**Your objective:**
Gather from the listing below each line that includes the word "ApplicationError", and copy it.

**Data supplied:**
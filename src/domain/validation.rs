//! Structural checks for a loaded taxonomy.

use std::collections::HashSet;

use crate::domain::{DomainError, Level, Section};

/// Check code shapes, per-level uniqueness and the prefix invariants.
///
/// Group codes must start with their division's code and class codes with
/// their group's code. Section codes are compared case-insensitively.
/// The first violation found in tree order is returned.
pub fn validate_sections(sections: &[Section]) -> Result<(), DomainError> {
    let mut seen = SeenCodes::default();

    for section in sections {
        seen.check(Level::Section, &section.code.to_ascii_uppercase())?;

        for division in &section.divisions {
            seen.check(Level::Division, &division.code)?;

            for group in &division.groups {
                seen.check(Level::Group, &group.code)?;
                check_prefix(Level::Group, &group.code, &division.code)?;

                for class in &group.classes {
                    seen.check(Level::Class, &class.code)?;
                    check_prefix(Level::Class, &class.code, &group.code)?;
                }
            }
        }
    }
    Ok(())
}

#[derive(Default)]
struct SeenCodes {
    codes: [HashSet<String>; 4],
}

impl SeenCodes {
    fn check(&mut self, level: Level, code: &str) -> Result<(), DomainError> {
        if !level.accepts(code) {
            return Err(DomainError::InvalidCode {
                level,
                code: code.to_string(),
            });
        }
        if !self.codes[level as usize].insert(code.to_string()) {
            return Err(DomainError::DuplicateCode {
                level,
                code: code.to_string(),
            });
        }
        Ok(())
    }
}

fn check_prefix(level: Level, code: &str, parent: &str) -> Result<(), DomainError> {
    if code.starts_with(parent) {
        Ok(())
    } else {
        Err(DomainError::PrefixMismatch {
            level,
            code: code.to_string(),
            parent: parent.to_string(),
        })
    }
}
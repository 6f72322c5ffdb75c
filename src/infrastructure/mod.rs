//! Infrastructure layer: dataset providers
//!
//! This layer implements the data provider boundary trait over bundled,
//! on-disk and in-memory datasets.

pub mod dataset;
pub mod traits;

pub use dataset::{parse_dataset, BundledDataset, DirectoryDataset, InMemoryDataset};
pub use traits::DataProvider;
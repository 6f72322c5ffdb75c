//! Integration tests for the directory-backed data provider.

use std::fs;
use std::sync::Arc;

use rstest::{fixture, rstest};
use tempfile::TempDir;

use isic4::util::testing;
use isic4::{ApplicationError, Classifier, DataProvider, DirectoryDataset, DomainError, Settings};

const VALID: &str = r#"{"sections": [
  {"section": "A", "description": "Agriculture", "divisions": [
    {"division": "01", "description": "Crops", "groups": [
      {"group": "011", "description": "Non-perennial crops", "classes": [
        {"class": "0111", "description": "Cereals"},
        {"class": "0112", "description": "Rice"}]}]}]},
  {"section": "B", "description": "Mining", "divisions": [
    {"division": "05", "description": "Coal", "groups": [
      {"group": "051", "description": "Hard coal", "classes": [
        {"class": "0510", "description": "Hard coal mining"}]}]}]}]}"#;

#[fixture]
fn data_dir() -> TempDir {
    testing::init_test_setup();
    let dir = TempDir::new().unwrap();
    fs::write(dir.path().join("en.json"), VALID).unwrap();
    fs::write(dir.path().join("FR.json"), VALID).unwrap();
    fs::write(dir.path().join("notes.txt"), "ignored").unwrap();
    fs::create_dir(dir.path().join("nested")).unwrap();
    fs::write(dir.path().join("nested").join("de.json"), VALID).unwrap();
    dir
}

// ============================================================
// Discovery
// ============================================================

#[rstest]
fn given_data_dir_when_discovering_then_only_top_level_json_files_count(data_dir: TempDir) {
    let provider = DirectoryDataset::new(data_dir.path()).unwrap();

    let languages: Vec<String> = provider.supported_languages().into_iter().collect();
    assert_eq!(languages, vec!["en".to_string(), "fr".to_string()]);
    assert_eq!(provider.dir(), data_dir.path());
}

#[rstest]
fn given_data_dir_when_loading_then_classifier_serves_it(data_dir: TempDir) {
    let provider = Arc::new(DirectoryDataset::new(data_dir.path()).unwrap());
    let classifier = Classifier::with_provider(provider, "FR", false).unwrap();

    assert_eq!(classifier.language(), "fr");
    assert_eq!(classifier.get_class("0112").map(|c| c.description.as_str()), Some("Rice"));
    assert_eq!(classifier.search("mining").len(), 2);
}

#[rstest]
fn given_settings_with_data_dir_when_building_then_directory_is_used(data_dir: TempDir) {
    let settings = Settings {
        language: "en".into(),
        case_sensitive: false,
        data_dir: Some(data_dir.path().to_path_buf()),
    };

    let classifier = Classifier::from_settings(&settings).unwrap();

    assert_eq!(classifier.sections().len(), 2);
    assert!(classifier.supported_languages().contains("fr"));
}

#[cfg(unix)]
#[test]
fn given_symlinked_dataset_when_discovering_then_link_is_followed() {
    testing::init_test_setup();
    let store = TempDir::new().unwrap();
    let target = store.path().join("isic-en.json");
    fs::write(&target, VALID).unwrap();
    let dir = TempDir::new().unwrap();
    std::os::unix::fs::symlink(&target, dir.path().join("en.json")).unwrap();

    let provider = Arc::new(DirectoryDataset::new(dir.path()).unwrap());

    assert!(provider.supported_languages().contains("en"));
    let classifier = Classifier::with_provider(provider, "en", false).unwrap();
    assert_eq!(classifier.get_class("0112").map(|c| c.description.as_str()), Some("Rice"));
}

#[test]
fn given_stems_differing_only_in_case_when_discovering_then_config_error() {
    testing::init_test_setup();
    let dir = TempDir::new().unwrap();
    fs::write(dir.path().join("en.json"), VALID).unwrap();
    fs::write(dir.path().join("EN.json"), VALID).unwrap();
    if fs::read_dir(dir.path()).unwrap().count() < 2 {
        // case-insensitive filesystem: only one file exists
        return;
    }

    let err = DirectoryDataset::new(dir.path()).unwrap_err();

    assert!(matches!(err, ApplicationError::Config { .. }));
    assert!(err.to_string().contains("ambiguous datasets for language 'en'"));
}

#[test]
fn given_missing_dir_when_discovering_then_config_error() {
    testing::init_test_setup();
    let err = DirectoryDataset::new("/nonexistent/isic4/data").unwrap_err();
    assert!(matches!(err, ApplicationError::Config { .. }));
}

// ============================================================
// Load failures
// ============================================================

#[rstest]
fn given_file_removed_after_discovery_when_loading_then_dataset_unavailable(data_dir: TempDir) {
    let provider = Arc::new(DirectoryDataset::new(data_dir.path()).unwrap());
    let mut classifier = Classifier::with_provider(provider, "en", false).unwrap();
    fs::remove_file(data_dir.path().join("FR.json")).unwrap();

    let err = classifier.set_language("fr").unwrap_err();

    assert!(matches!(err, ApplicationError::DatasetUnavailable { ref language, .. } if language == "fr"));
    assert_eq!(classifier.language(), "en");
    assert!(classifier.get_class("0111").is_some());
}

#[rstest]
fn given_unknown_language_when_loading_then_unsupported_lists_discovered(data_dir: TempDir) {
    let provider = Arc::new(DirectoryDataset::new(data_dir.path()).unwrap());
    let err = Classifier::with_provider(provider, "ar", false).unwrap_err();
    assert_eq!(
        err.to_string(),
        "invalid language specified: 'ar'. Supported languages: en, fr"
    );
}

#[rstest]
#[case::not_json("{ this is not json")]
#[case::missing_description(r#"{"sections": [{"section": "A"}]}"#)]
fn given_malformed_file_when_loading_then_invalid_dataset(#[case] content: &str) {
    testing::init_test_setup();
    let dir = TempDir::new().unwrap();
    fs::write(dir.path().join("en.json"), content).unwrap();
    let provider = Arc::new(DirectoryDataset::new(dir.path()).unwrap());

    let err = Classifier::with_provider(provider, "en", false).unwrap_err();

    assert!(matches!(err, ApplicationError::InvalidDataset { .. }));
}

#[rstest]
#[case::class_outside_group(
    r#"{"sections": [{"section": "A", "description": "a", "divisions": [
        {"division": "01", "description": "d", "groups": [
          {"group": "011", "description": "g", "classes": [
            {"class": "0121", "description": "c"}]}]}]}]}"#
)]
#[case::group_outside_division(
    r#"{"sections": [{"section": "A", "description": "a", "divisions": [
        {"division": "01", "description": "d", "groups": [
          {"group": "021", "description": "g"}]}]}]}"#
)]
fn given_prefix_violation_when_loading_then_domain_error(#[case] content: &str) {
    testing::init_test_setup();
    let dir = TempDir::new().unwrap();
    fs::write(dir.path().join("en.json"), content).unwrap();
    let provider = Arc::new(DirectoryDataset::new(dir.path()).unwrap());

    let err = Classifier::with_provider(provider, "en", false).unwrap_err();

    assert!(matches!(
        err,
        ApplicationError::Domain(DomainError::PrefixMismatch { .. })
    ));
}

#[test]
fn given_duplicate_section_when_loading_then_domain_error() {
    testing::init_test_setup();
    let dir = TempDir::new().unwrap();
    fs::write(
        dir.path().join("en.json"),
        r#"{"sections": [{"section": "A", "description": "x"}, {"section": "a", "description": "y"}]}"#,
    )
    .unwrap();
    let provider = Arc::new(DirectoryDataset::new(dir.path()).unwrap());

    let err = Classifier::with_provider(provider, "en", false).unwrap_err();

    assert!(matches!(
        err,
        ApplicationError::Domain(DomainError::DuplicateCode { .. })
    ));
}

**Answer section:**
use isic4::{ApplicationError, Classifier, DataProvider, DirectoryDataset, DomainError, Settings};
    assert!(matches!(err, ApplicationError::Config { .. }));
    assert!(matches!(err, ApplicationError::Config { .. }));
    assert!(matches!(err, ApplicationError::DatasetUnavailable { ref language, .. } if language == "fr"));
    assert!(matches!(err, ApplicationError::InvalidDataset { .. }));
        ApplicationError::Domain(DomainError::PrefixMismatch { .. })
        ApplicationError::Domain(DomainError::DuplicateCode { .. })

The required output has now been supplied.